2 of my most favorite people

This weekend was our first break since January 4th - and by break, I mean that every weekend since then we have been studying for an exam or scrambling to complete an evidence based medicine assignment and trying to catch up.

They say in medical school you're perpetually behind, so the best thing to do is to accept it and keep on keeping on with everything. I think that quality of never being able to feel like we're actually on top of what we have to do may be one of the reasons that lately, everyone is feeling so down on themselves without really knowing why. This is why weekends like this past one - a long weekend combined with a final exam on Friday morning, so that the whole weekend was spent in complete and utter glee - are so important. They let us pursue the other parts of our lives, the other parts of ourselves that we may not have created a space for at medical school - partly because there's just not enough space for full personalities, and partly because there are not enough different situations to bring out very many qualities. Mostly medical students are super bright, uber motivated, incredibly curious, really kind, and very hardworking - but that's because those are the qualities perpetuated by the institution of medical school. But what about the parts of us that are creative? or fun? or daring? or interested in chinese american history, athletic events, knitting? Is there no place for any of these things in our lives during medical school?

Early on, a professor told us to decide on one non-medical aspect of our lives to work really hard to maintain during medical school, because the rest would fall apart. I remember thinking, one non-medical aspect of my life - hah! There are so many non-medical aspects of my life that are vital to my well-being, how could it be possible I would only have time enough for one?

Fortunately, I have been able to maintain more than one - but only slightly and only with incredibly hard work, diligent time management, and impossible energy. And my more than one non-medical aspects are staying in touch with my family and very close friends, as well as working out consistently.

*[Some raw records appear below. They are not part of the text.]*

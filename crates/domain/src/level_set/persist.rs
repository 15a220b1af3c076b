use std::collections::HashMap;

use serde::{Deserialize, Deserializer, Serialize, Serializer};
use strata_core::Function;

use super::LevelSet;
use crate::DomainError;

/// Current version of [`LevelSetRecord`].
pub const RECORD_VERSION: u32 = 1;

/// The persisted form of a [`LevelSet`].
///
/// Functions are stored by name and resolved through a [`FunctionRegistry`]
/// when loading, so a record never embeds the function itself.
///
/// Finite numbers are written as JSON numbers. Infinities and NaN, which JSON
/// cannot represent, are written as the strings `"inf"`, `"-inf"` and `"nan"`.
#[derive(Debug, Clone, PartialEq, Serialize, Deserialize)]
pub struct LevelSetRecord {
    pub version: u32,
    pub function: String,
    #[serde(serialize_with = "serialize_float", deserialize_with = "deserialize_float")]
    pub level: f64,
    #[serde(serialize_with = "serialize_floats", deserialize_with = "deserialize_floats")]
    pub lower_bound: Vec<f64>,
    #[serde(serialize_with = "serialize_floats", deserialize_with = "deserialize_floats")]
    pub upper_bound: Vec<f64>,
}

/// Resolves persisted function names to function handles.
#[derive(Debug, Clone, Default)]
pub struct FunctionRegistry {
    functions: HashMap<String, Function>,
}

impl FunctionRegistry {
    #[must_use]
    pub fn new() -> Self {
        Self::default()
    }

    /// Registers `function` under its name, returning any function it replaces.
    pub fn register(&mut self, function: Function) -> Option<Function> {
        self.functions.insert(function.name().to_owned(), function)
    }

    #[must_use]
    pub fn get(&self, name: &str) -> Option<&Function> {
        self.functions.get(name)
    }

    #[must_use]
    pub fn len(&self) -> usize {
        self.functions.len()
    }

    #[must_use]
    pub fn is_empty(&self) -> bool {
        self.functions.is_empty()
    }
}

impl LevelSet {
    /// Captures the function name, level, and bounds.
    #[must_use]
    pub fn save(&self) -> LevelSetRecord {
        LevelSetRecord {
            version: RECORD_VERSION,
            function: self.function.name().to_owned(),
            level: self.level,
            lower_bound: self.bounds.lower().to_vec(),
            upper_bound: self.bounds.upper().to_vec(),
        }
    }

    /// Rebuilds a level set from a record, resolving its function by name.
    ///
    /// Loading a record produced by [`save`](Self::save) with a registry that
    /// holds the original function yields a level set equal to the original.
    ///
    /// # Errors
    ///
    /// Returns [`DomainError::UnsupportedVersion`] for unknown record versions,
    /// [`DomainError::UnknownFunction`] if the name is not registered, or a
    /// dimension error if the bounds do not fit the function.
    pub fn load(record: &LevelSetRecord, registry: &FunctionRegistry) -> Result<Self, DomainError> {
        if record.version != RECORD_VERSION {
            return Err(DomainError::UnsupportedVersion {
                version: record.version,
            });
        }

        let function = registry
            .get(&record.function)
            .ok_or_else(|| DomainError::UnknownFunction {
                name: record.function.clone(),
            })?;

        let mut level_set = LevelSet::new(function.clone(), record.level)?;
        level_set.set_lower_bound(record.lower_bound.clone())?;
        level_set.set_upper_bound(record.upper_bound.clone())?;
        Ok(level_set)
    }

    /// Encodes the saved record as JSON.
    ///
    /// Decoding the result with [`from_json`](Self::from_json) restores every
    /// level and bound bit for bit, infinities included. A NaN comes back as
    /// the canonical NaN.
    ///
    /// # Errors
    ///
    /// Returns [`DomainError::Encoding`] if the record cannot be encoded.
    pub fn to_json(&self) -> Result<String, DomainError> {
        Ok(serde_json::to_string(&self.save())?)
    }

    /// Decodes a JSON record and loads it.
    ///
    /// # Errors
    ///
    /// Returns [`DomainError::Encoding`] for malformed JSON, including
    /// non-numeric strings other than `"inf"`, `"-inf"` and `"nan"`, or any
    /// error from [`load`](Self::load).
    pub fn from_json(json: &str, registry: &FunctionRegistry) -> Result<Self, DomainError> {
        let record: LevelSetRecord = serde_json::from_str(json)?;
        Self::load(&record, registry)
    }
}

/// A JSON float, with the non-finite values spelled out as strings.
#[derive(Serialize, Deserialize)]
#[serde(untagged)]
enum JsonFloat {
    Finite(f64),
    Special(String),
}

impl From<f64> for JsonFloat {
    fn from(value: f64) -> Self {
        if value.is_finite() {
            Self::Finite(value)
        } else if value.is_nan() {
            Self::Special("nan".to_owned())
        } else if value > 0.0 {
            Self::Special("inf".to_owned())
        } else {
            Self::Special("-inf".to_owned())
        }
    }
}

impl JsonFloat {
    fn into_f64<E: serde::de::Error>(self) -> Result<f64, E> {
        match self {
            Self::Finite(value) => Ok(value),
            Self::Special(text) => match text.as_str() {
                "inf" => Ok(f64::INFINITY),
                "-inf" => Ok(f64::NEG_INFINITY),
                "nan" => Ok(f64::NAN),
                _ => Err(E::custom(format!(
                    "expected a number, \"inf\", \"-inf\" or \"nan\", got {text:?}"
                ))),
            },
        }
    }
}

#[allow(clippy::trivially_copy_pass_by_ref)]
fn serialize_float<S>(value: &f64, serializer: S) -> Result<S::Ok, S::Error>
where
    S: Serializer,
{
    JsonFloat::from(*value).serialize(serializer)
}

fn deserialize_float<'de, D>(deserializer: D) -> Result<f64, D::Error>
where
    D: Deserializer<'de>,
{
    JsonFloat::deserialize(deserializer)?.into_f64()
}

fn serialize_floats<S>(values: &[f64], serializer: S) -> Result<S::Ok, S::Error>
where
    S: Serializer,
{
    serializer.collect_seq(values.iter().map(|&value| JsonFloat::from(value)))
}

fn deserialize_floats<'de, D>(deserializer: D) -> Result<Vec<f64>, D::Error>
where
    D: Deserializer<'de>,
{
    Vec::<JsonFloat>::deserialize(deserializer)?
        .into_iter()
        .map(JsonFloat::into_f64)
        .collect()
}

That's all I consistently commit time and energy to that has nothing to do with learning medicine. How is it possible that my life went from so full of so many questions and directions to being even fuller with just one big thing.

Side note, I went to the Museum of Chinese Americans this past weekend - and it was one of the greatest museums I have ever visited. It made want to learn more about Chinese and Chinese American history. I'm looking for book suggestions.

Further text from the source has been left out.